Easy is hard to do, when Hard is all you’ve done.

 

Made for another world?

Despite nine years of typical parenting and dual citizenry, jaunts into Normal still feel like field trips; brief excursions from our real life.  I do live in Normal. I’m a naturalized citizen with proper certifications and such.  But I still don’t feel like I belong.  I don’t know that I ever will.

It’s an odd, lingering sense of unresolve.  Like those contemporary songs that end with a minor chord or an incomplete progression.  It begs for resolution.  Closure.  But the song ends, and there is no more.  Just an ache.  An umet longing.

I’m learning to embrace this tension, of never feeling quite at home: Never fully at ease as a “Normal” Parent.  But never feeling fully qualified as Special Needs Parent either (don’t we all feel like we’re failing every day?)
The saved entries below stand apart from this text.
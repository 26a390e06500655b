use anyhow::Result;

use keepsake::journal::types::Nudge;
use keepsake::MemoryService;

pub async fn generate(service: &MemoryService, user: &str) -> Result<()> {
    let nudges = service.generate_nudges(user, None).await?;
    if nudges.is_empty() {
        println!("No nudges this time.");
        return Ok(());
    }
    println!("Generated {} nudge(s):\n", nudges.len());
    for nudge in &nudges {
        print_nudge(nudge);
    }
    Ok(())
}

pub fn list(service: &MemoryService, user: &str, unread_only: bool) -> Result<()> {
    let nudges = service.list_nudges(user, unread_only)?;
    if nudges.is_empty() {
        println!("No active nudges.");
        return Ok(());
    }
    for nudge in &nudges {
        print_nudge(nudge);
    }
    Ok(())
}

fn print_nudge(nudge: &Nudge) {
    let status = if nudge.is_actioned {
        "actioned"
    } else if nudge.is_read {
        "read"
    } else {
        "new"
    };
    println!(
        "  [{}|{}] {} ({}, {})",
        nudge.priority, status, nudge.title, nudge.nudge_type, nudge.id
    );
    println!("      {}", nudge.message);
    if !nudge.related_people.is_empty() {
        println!("      people: {}", nudge.related_people.join(", "));
    }
    println!();
}
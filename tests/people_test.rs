mod helpers;

use helpers::*;
use keepsake::journal::types::NewMemory;
use keepsake::Error;

#[tokio::test]
async fn add_and_list_people() {
    let (service, _, _) = test_service();
    service.add_person("u1", "Zoe", None).unwrap();
    service
        .add_person("u1", "Alex", Some("brother".into()))
        .unwrap();

    let people = service.list_people("u1").unwrap();
    let names: Vec<&str> = people.iter().map(|p| p.name.as_str()).collect();
    assert_eq!(names, vec!["Alex", "Zoe"]);
    assert_eq!(people[0].relationship.as_deref(), Some("brother"));
}

#[tokio::test]
async fn duplicate_names_rejected_case_insensitively() {
    let (service, _, _) = test_service();
    service.add_person("u1", "Alex", None).unwrap();

    let err = service.add_person("u1", "ALEX", None).unwrap_err();
    assert!(matches!(err, Error::Validation(_)));

    // Another user may use the same name
    service.add_person("u2", "alex", None).unwrap();
}

#[tokio::test]
async fn memory_creation_reuses_existing_people() {
    let (service, _, _) = test_service();
    let alex = service.add_person("u1", "Alex", None).unwrap();

    let memory = service
        .create_memory(
            "u1",
            NewMemory {
                content: "lunch with alex".into(),
                people: vec!["alex".into()], // different casing
                ..NewMemory::default()
            },
        )
        .await
        .unwrap();

    assert_eq!(memory.people, vec![alex.id]);
    assert_eq!(service.list_people("u1").unwrap().len(), 1);
}

#[tokio::test]
async fn delete_blocked_while_memories_reference_person() {
    let (service, _, _) = test_service();

    let memory = service
        .create_memory(
            "u1",
            NewMemory {
                content: "hike with Sam".into(),
                people: vec!["Sam".into()],
                ..NewMemory::default()
            },
        )
        .await
        .unwrap();

    let sam = service.list_people("u1").unwrap().remove(0);
    assert!(matches!(
        service.delete_person("u1", &sam.id),
        Err(Error::Validation(_))
    ));

    service.delete_memory("u1", &memory.id).unwrap();
    service.delete_person("u1", &sam.id).unwrap();
    assert!(service.list_people("u1").unwrap().is_empty());
}

#[tokio::test]
async fn empty_person_name_is_rejected() {
    let (service, _, _) = test_service();
    assert!(matches!(
        service.add_person("u1", "  ", None),
        Err(Error::Validation(_))
    ));
}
I’m learning to be comfortable with discomfort: even nurture an affection for this peculiar, cultural and spiritual dissonance.  It’s the same fondness I feel towards my 3rd generation Korean-American son (who speaks not a lick of Korean. His immigrant grandparents are forced to talk to him in English), as he waxes on about German pretzels, Gutenberg’s printing press, and Bavarian Motor Works.
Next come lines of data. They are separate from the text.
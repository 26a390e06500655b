//! SQL DDL for all keepsake tables.
//!
//! Defines the `memories`, `people`, `nudges`, `index_entries`,
//! `memories_vec` (vec0), and `schema_meta` tables. All DDL uses
//! `IF NOT EXISTS` for idempotent initialization.

use rusqlite::Connection;

/// All schema DDL statements for the relational tables.
const SCHEMA_SQL: &str = r#"
-- Authoritative memory storage
CREATE TABLE IF NOT EXISTS memories (
    id TEXT PRIMARY KEY,
    user_id TEXT NOT NULL,
    content TEXT NOT NULL,
    title TEXT,
    summary TEXT NOT NULL,
    emotion_primary TEXT NOT NULL,
    emotion_secondary TEXT NOT NULL DEFAULT '[]',
    emotion_intensity INTEGER NOT NULL CHECK(emotion_intensity BETWEEN 1 AND 10),
    emotion_valence TEXT NOT NULL CHECK(emotion_valence IN ('positive','negative','neutral')),
    mood INTEGER NOT NULL CHECK(mood BETWEEN 1 AND 10),
    tags TEXT NOT NULL DEFAULT '[]',
    user_tags TEXT NOT NULL DEFAULT '[]',
    people TEXT NOT NULL DEFAULT '[]',
    location TEXT,
    weather TEXT,
    is_private INTEGER NOT NULL DEFAULT 0,
    audio_ref TEXT,
    image_ref TEXT,
    embedding BLOB NOT NULL,
    created_at TEXT NOT NULL,
    updated_at TEXT NOT NULL
);

CREATE INDEX IF NOT EXISTS idx_memories_user ON memories(user_id);
CREATE INDEX IF NOT EXISTS idx_memories_user_created ON memories(user_id, created_at);

-- Contacts referenced by memories
CREATE TABLE IF NOT EXISTS people (
    id TEXT PRIMARY KEY,
    user_id TEXT NOT NULL,
    name TEXT NOT NULL,
    relationship TEXT,
    avatar_ref TEXT,
    tags TEXT NOT NULL DEFAULT '[]',
    created_at TEXT NOT NULL
);

CREATE UNIQUE INDEX IF NOT EXISTS idx_people_user_name
    ON people(user_id, name COLLATE NOCASE);

-- Generated suggestions
CREATE TABLE IF NOT EXISTS nudges (
    id TEXT PRIMARY KEY,
    user_id TEXT NOT NULL,
    nudge_type TEXT NOT NULL CHECK(nudge_type IN ('reconnect','log_memory','emotional_gap','person_reminder')),
    priority TEXT NOT NULL CHECK(priority IN ('low','medium','high')),
    title TEXT NOT NULL,
    message TEXT NOT NULL,
    related_people TEXT NOT NULL DEFAULT '[]',
    related_memories TEXT NOT NULL DEFAULT '[]',
    is_read INTEGER NOT NULL DEFAULT 0,
    is_actioned INTEGER NOT NULL DEFAULT 0,
    expires_at TEXT,
    created_at TEXT NOT NULL
);

CREATE INDEX IF NOT EXISTS idx_nudges_user ON nudges(user_id);

-- Denormalized projection backing the vector index (one row per vec entry)
CREATE TABLE IF NOT EXISTS index_entries (
    id TEXT PRIMARY KEY,
    user_id TEXT NOT NULL,
    content TEXT NOT NULL,
    summary TEXT NOT NULL,
    title TEXT,
    people TEXT NOT NULL DEFAULT '',
    tags TEXT NOT NULL DEFAULT '',
    mood INTEGER NOT NULL
);

CREATE INDEX IF NOT EXISTS idx_entries_user ON index_entries(user_id);

-- Schema metadata
CREATE TABLE IF NOT EXISTS schema_meta (
    key TEXT PRIMARY KEY,
    value TEXT NOT NULL
);
"#;

/// vec0 virtual table must be created separately (sqlite-vec syntax), and
/// the embedding width is fixed at creation time from config.
fn vec_table_sql(dims: usize) -> String {
    format!(
        "CREATE VIRTUAL TABLE IF NOT EXISTS memories_vec USING vec0(\n\
         id TEXT PRIMARY KEY,\n\
         embedding FLOAT[{dims}]\n\
         );"
    )
}

/// Initialize all schema tables. Idempotent (uses IF NOT EXISTS).
pub fn init_schema(conn: &Connection, embedding_dims: usize) -> rusqlite::Result<()> {
    conn.execute_batch(SCHEMA_SQL)?;
    conn.execute_batch(&vec_table_sql(embedding_dims))?;

    // Set initial schema version if not already present
    conn.execute(
        "INSERT OR IGNORE INTO schema_meta (key, value) VALUES ('schema_version', '1')",
        [],
    )?;

    Ok(())
}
This kid makes me smile, because his insides so don’t match his outsides, especially right now. It’s almost comical. Oh, cutie. You’re so not German. You’re not Chilean. And you’re certainly not fully Korean or American. But none of that matters.  It wouldn’t matter in the least if he’s wearing a sombrero, a fez or cowboy hat.This darling little head, his entire body, mind and being — he belongs to me.  This beautiful little guy with the fresh pair of rabbit teeth, he’s all mine.  That’s the only, most important identity he needs.  And I can’t wait to swoop him up to take him home, to tell him what a great job he did.

 

Eternal Dwellings

The truth is, we dual-identity/bicultural parents, we’re all kind of Clark Kent-ing about on this planet, aren’t we?  There’s a whole other life we live (perhaps even a secret identity) that the Exclusively Normals and binary, monoculturals couldn’t possibly understand.

Caught somewhere between Normal and Not, we occupy a clumsy space that is neither and both. We may never feel fully at home in either, and that suits me just fine.  It serves as a daily reminder that my only, most important identity, and my ultimate destination was never meant to be here.

 
For we know that if the earthly tent we live in is destroyed, we have a building from God, an eternal house in heaven not built by human hands.  Meanwhile we groan, longing to be clothed instead with our heavenly dwelling, (2 Cor. 5:1-2)

 

We’ve been delivered, and shall be delivered in full.  Meanwhile, this light and momentary
awkward is but a blip in eternity. Our forever destiny lies in a glorious elsewhere.  Let our Otherness work in our favor.  Let us be nudged along, to re-orient ourselves appropriately. Our citizenship is in heaven. And we eagerly await a Savior there (Phil. 3:20.)

Praise be to the God and Father of our Lord Jesus Christ, 
who has blessed us in the heavenly realms with every spiritual blessing in Christ (Eph. 1:3)
 

 

How have you experienced this sense of Otherness?  If you raise both typical and children with special needs, how has your “bi-cultural” journey been?  Do you ever feel caught in between worlds?  Or do you identify more with one?